Abstract

Maximal Clique Enumeration (MCE), which consists to enumerate all maximal complete subgraphs in a given graph, is a fundamental problem in graph theory, and it is used in several applications. It is one of Karp’s 21 NP-complete problems. In the literature, this problem has been widely studied. One of the most notable, efficient, successful and extensively used solutions is the Bron–Kerbosch (BK) algorithm. The latter is a sequential algorithm which is able to enumerate all maximal cliques in an undirected graph without duplication. Furthermore, it is used to solve large problems such as maximum clique problem, community detection and graph clustering. However, for large graphs, sequential algorithms are slow and do not scale well. Thus, processing efficiently this kind of graphs needs to develop distributed algorithms under parallel and distributed platforms or large graph mining frameworks.
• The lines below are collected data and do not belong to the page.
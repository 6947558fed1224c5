//! Master Sitemap
//!
//! The authoritative tree of every page the application knows about, stored as
//! an arena keyed by [`NodeId`] with explicit parent and children maps, plus a
//! redirect table. A sitemap is populated by one build, checked, then locked;
//! after locking it is shared read-only as `Arc<MasterSitemap>`.

pub mod build;
pub mod checker;
pub mod source;

use crate::error::{SitemapError, SitemapResult};
use crate::tree::{Forest, MasterNode, NodeRecord, StandardPageKey};
use crate::types::{normalize_uri, uri_segments, LabelKey, NodeId, ViewType};
use std::collections::HashMap;
use std::sync::Arc;
use tracing::debug;

pub use build::SitemapBuildService;
pub use checker::{CheckReport, ConsistencyChecker};
pub use source::{DirectSource, FileSource, NodeSource, SitemapDeclaration};

/// The process-wide page tree plus redirect table
#[derive(Debug)]
pub struct MasterSitemap {
    nodes: HashMap<NodeId, Arc<MasterNode>>,
    uri_index: HashMap<String, NodeId>,
    parent_of: HashMap<NodeId, NodeId>,
    children_of: HashMap<NodeId, Vec<NodeId>>,
    roots: Vec<NodeId>,
    /// Redirects in declaration order; a source URI appears at most once
    redirects: Vec<(String, String)>,
    redirect_index: HashMap<String, usize>,
    standard_pages: HashMap<StandardPageKey, String>,
    /// Source and module names that contributed records
    sources: Vec<String>,
    next_id: NodeId,
    locked: bool,
}

impl MasterSitemap {
    pub fn new() -> Self {
        Self {
            nodes: HashMap::new(),
            uri_index: HashMap::new(),
            parent_of: HashMap::new(),
            children_of: HashMap::new(),
            roots: Vec::new(),
            redirects: Vec::new(),
            redirect_index: HashMap::new(),
            standard_pages: HashMap::new(),
            sources: Vec::new(),
            next_id: 1,
            locked: false,
        }
    }

    fn ensure_unlocked(&self) -> SitemapResult<()> {
        if self.locked {
            return Err(SitemapError::Locked);
        }
        Ok(())
    }

    fn allocate_id(&mut self) -> NodeId {
        let id = self.next_id;
        self.next_id += 1;
        id
    }

    fn link(&mut self, id: NodeId, uri: &str) {
        let parent = uri_segments(uri)
            .split_last()
            .filter(|(_, ancestors)| !ancestors.is_empty())
            .and_then(|(_, ancestors)| self.uri_index.get(&ancestors.join("/")).copied());
        match parent {
            Some(parent_id) => {
                self.parent_of.insert(id, parent_id);
                self.children_of.entry(parent_id).or_default().push(id);
            }
            None => self.roots.push(id),
        }
    }

    /// Add a declared page, creating placeholder ancestors as needed.
    ///
    /// Declaring the URI of an existing placeholder fills it in and keeps its
    /// identity; declaring any other existing URI fails.
    pub fn add_node(&mut self, record: NodeRecord) -> SitemapResult<NodeId> {
        self.ensure_unlocked()?;
        let uri = normalize_uri(&record.uri);
        if uri.is_empty() || uri.contains('=') {
            return Err(SitemapError::InvalidUri(record.uri));
        }

        if let Some(&id) = self.uri_index.get(&uri) {
            let existing = &self.nodes[&id];
            if !existing.placeholder {
                return Err(SitemapError::DuplicateUri(uri));
            }
            debug!(uri = %uri, id, "Filling placeholder node");
            let node = MasterNode {
                id,
                uri: uri.clone(),
                label: record.label,
                policy: record.policy,
                position_index: record.position_index,
                view: record.view,
                config: record.config,
                placeholder: false,
            };
            self.nodes.insert(id, Arc::new(node));
            if let Some(key) = record.standard_page {
                self.standard_pages.insert(key, uri);
            }
            return Ok(id);
        }

        let segments: Vec<String> = uri_segments(&uri).iter().map(|s| s.to_string()).collect();
        for depth in 1..segments.len() {
            let ancestor = segments[..depth].join("/");
            if self.uri_index.contains_key(&ancestor) {
                continue;
            }
            let id = self.allocate_id();
            let placeholder = MasterNode {
                id,
                uri: ancestor.clone(),
                label: LabelKey::new(segments[depth - 1].clone()),
                policy: record.policy.clone(),
                position_index: 1,
                view: None,
                config: None,
                placeholder: true,
            };
            self.nodes.insert(id, Arc::new(placeholder));
            self.uri_index.insert(ancestor.clone(), id);
            self.link(id, &ancestor);
        }

        let id = self.allocate_id();
        let node = MasterNode {
            id,
            uri: uri.clone(),
            label: record.label,
            policy: record.policy,
            position_index: record.position_index,
            view: record.view,
            config: record.config,
            placeholder: false,
        };
        self.nodes.insert(id, Arc::new(node));
        self.uri_index.insert(uri.clone(), id);
        self.link(id, &uri);
        if let Some(key) = record.standard_page {
            self.standard_pages.insert(key, uri);
        }
        Ok(id)
    }

    /// Declare that `from` redirects to `to`; a later declaration for the same
    /// source replaces the earlier target
    pub fn add_redirect(&mut self, from: &str, to: &str) -> SitemapResult<()> {
        self.ensure_unlocked()?;
        let from = normalize_uri(from);
        let to = normalize_uri(to);
        if from.is_empty() {
            return Err(SitemapError::InvalidUri(from));
        }
        match self.redirect_index.get(&from) {
            Some(&pos) => self.redirects[pos].1 = to,
            None => {
                self.redirect_index.insert(from.clone(), self.redirects.len());
                self.redirects.push((from, to));
            }
        }
        Ok(())
    }

    /// Register `uri` as a standard page
    pub fn set_standard_page(&mut self, key: StandardPageKey, uri: &str) -> SitemapResult<()> {
        self.ensure_unlocked()?;
        self.standard_pages.insert(key, normalize_uri(uri));
        Ok(())
    }

    /// Replace the view of a node; used to give placeholders a default view
    pub fn set_view(&mut self, id: NodeId, view: ViewType) -> SitemapResult<()> {
        self.ensure_unlocked()?;
        if let Some(node) = self.nodes.get_mut(&id) {
            Arc::make_mut(node).view = Some(view);
        }
        Ok(())
    }

    /// Record the name of a source or module that contributed records
    pub fn record_source(&mut self, name: impl Into<String>) -> SitemapResult<()> {
        self.ensure_unlocked()?;
        let name = name.into();
        if !self.sources.contains(&name) {
            self.sources.push(name);
        }
        Ok(())
    }

    /// Lock the sitemap against further mutation
    pub fn lock(&mut self) {
        self.locked = true;
    }

    pub fn is_locked(&self) -> bool {
        self.locked
    }

    pub fn has_uri(&self, uri: &str) -> bool {
        self.uri_index.contains_key(&normalize_uri(uri))
    }

    pub fn node_count(&self) -> usize {
        self.nodes.len()
    }

    pub fn node(&self, id: NodeId) -> Option<&Arc<MasterNode>> {
        self.nodes.get(&id)
    }

    pub fn node_for_uri(&self, uri: &str) -> Option<&Arc<MasterNode>> {
        self.uri_index
            .get(&normalize_uri(uri))
            .and_then(|id| self.nodes.get(id))
    }

    /// All nodes in identity (insertion) order
    pub fn all_nodes(&self) -> Vec<Arc<MasterNode>> {
        let mut nodes: Vec<_> = self.nodes.values().cloned().collect();
        nodes.sort_by_key(|n| n.id);
        nodes
    }

    pub fn root_ids(&self) -> &[NodeId] {
        &self.roots
    }

    pub fn child_ids(&self, id: NodeId) -> &[NodeId] {
        self.children_of.get(&id).map(|v| v.as_slice()).unwrap_or(&[])
    }

    /// Children of a node in insertion order
    pub fn children(&self, id: NodeId) -> Vec<Arc<MasterNode>> {
        self.child_ids(id)
            .iter()
            .filter_map(|child| self.nodes.get(child).cloned())
            .collect()
    }

    pub fn parent_of(&self, id: NodeId) -> Option<NodeId> {
        self.parent_of.get(&id).copied()
    }

    /// Chain of nodes from the root down to and including `id`
    pub fn parent_chain(&self, id: NodeId) -> Vec<Arc<MasterNode>> {
        let mut chain = Vec::new();
        let mut cursor = Some(id);
        while let Some(current) = cursor {
            match self.nodes.get(&current) {
                Some(node) => chain.push(node.clone()),
                None => break,
            }
            cursor = self.parent_of(current);
        }
        chain.reverse();
        chain
    }

    pub fn redirects(&self) -> &[(String, String)] {
        &self.redirects
    }

    /// Final target of any redirect chain starting at `uri`
    pub fn redirect_target(&self, uri: &str) -> Option<String> {
        let mut current = normalize_uri(uri);
        let mut target = None;
        // bounded so an unchecked sitemap with a loop cannot hang the caller
        for _ in 0..=self.redirects.len() {
            match self.redirect_index.get(&current) {
                Some(&pos) => {
                    current = self.redirects[pos].1.clone();
                    target = Some(current.clone());
                }
                None => break,
            }
        }
        target
    }

    pub fn standard_page_uri(&self, key: StandardPageKey) -> Option<&str> {
        self.standard_pages.get(&key).map(|s| s.as_str())
    }

    pub fn standard_page_node(&self, key: StandardPageKey) -> Option<&Arc<MasterNode>> {
        self.standard_page_uri(key)
            .and_then(|uri| self.node_for_uri(uri))
    }

    pub fn sources(&self) -> &[String] {
        &self.sources
    }
}

impl Default for MasterSitemap {
    fn default() -> Self {
        Self::new()
    }
}

impl Forest for MasterSitemap {
    type Node = NodeId;

    fn roots(&self) -> Vec<NodeId> {
        self.roots.clone()
    }

    fn children_of(&self, node: &NodeId) -> Vec<NodeId> {
        self.child_ids(*node).to_vec()
    }
}
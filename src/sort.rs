//! Sort orders for sibling lists
//!
//! Every order has an ascending form, a stable sort with ties left in input
//! order, and a descending form defined as the exact reverse of ascending.

use crate::i18n::CollationKey;
use crate::types::NodeId;
use serde::{Deserialize, Serialize};
use std::fmt;
use std::str::FromStr;

/// What nodes are ordered by
#[derive(Debug, Clone, Copy, PartialEq, Eq, Hash, Serialize, Deserialize)]
#[serde(rename_all = "snake_case")]
pub enum SortType {
    /// Collation key of the display label
    Alphabetic,
    /// Order the nodes were added to the master sitemap
    Insertion,
    /// Declared position index
    Position,
    /// Keep the input order
    None,
}

#[derive(Debug, Clone, Copy, PartialEq, Eq, Hash, Serialize, Deserialize)]
#[serde(rename_all = "snake_case")]
pub enum SortDirection {
    Ascending,
    Descending,
}

/// A sort type paired with a direction
#[derive(Debug, Clone, Copy, PartialEq, Eq, Hash, Serialize, Deserialize)]
pub struct SortMode {
    pub sort_type: SortType,
    pub direction: SortDirection,
}

impl SortMode {
    pub const fn new(sort_type: SortType, direction: SortDirection) -> Self {
        Self {
            sort_type,
            direction,
        }
    }

    pub const fn ascending(sort_type: SortType) -> Self {
        Self::new(sort_type, SortDirection::Ascending)
    }

    pub const fn descending(sort_type: SortType) -> Self {
        Self::new(sort_type, SortDirection::Descending)
    }

    /// Pass-through; used where parent-chain order must survive
    pub const NONE: SortMode = SortMode::ascending(SortType::None);

    /// All eight modes
    pub fn all() -> Vec<SortMode> {
        let mut modes = Vec::new();
        for sort_type in [
            SortType::Alphabetic,
            SortType::Insertion,
            SortType::Position,
            SortType::None,
        ] {
            modes.push(SortMode::ascending(sort_type));
            modes.push(SortMode::descending(sort_type));
        }
        modes
    }
}

impl Default for SortMode {
    fn default() -> Self {
        SortMode::ascending(SortType::Position)
    }
}

impl fmt::Display for SortMode {
    fn fmt(&self, f: &mut fmt::Formatter<'_>) -> fmt::Result {
        let sort_type = match self.sort_type {
            SortType::Alphabetic => "alphabetic",
            SortType::Insertion => "insertion",
            SortType::Position => "position",
            SortType::None => "none",
        };
        let direction = match self.direction {
            SortDirection::Ascending => "asc",
            SortDirection::Descending => "desc",
        };
        write!(f, "{}:{}", sort_type, direction)
    }
}

impl FromStr for SortMode {
    type Err = String;

    /// Parse `position`, `alphabetic:desc`, `insertion:asc`, ...
    fn from_str(s: &str) -> Result<Self, Self::Err> {
        let (sort_type, direction) = match s.split_once(':') {
            Some((t, d)) => (t, d),
            None => (s, "asc"),
        };
        let sort_type = match sort_type.trim().to_ascii_lowercase().as_str() {
            "alphabetic" | "alpha" => SortType::Alphabetic,
            "insertion" => SortType::Insertion,
            "position" => SortType::Position,
            "none" => SortType::None,
            other => return Err(format!("Unknown sort type: {}", other)),
        };
        let direction = match direction.trim().to_ascii_lowercase().as_str() {
            "asc" | "ascending" => SortDirection::Ascending,
            "desc" | "descending" => SortDirection::Descending,
            other => return Err(format!("Unknown sort direction: {}", other)),
        };
        Ok(SortMode::new(sort_type, direction))
    }
}

/// Anything the comparators can order
pub trait Sortable {
    fn sort_id(&self) -> NodeId;
    fn position_index(&self) -> i32;
    fn collation_key(&self) -> &CollationKey;
}

impl<T: Sortable + ?Sized> Sortable for &T {
    fn sort_id(&self) -> NodeId {
        (**self).sort_id()
    }

    fn position_index(&self) -> i32 {
        (**self).position_index()
    }

    fn collation_key(&self) -> &CollationKey {
        (**self).collation_key()
    }
}

/// Return `nodes` ordered by `mode`; the input is left untouched
pub fn sort<T: Sortable + Clone>(nodes: &[T], mode: SortMode) -> Vec<T> {
    let mut sorted = nodes.to_vec();
    match mode.sort_type {
        SortType::Alphabetic => sorted.sort_by(|a, b| a.collation_key().cmp(b.collation_key())),
        SortType::Insertion => sorted.sort_by_key(|n| n.sort_id()),
        SortType::Position => sorted.sort_by_key(|n| n.position_index()),
        SortType::None => {}
    }
    if mode.direction == SortDirection::Descending {
        sorted.reverse();
    }
    sorted
}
In this setting, we propose new efficient distributed algorithms for maximal clique enumerating based on the vertex-centric model. These algorithms use the BK algorithm principle to deal with the MCE problem on large cluster. The proposed algorithms are implemented in Giraph and evaluated by using real-world graphs and computer-generated benchmark networks. Our experiments on a Hadoop cluster show that the proposed algorithms can effectively process a variety of large real-world and computer-generated graphs and scale well with increasing the dataset size and the number of nodes in the cluster. Furthermore, the proposed algorithms are provably work-efficient compared with other algorithms including BK algorithm.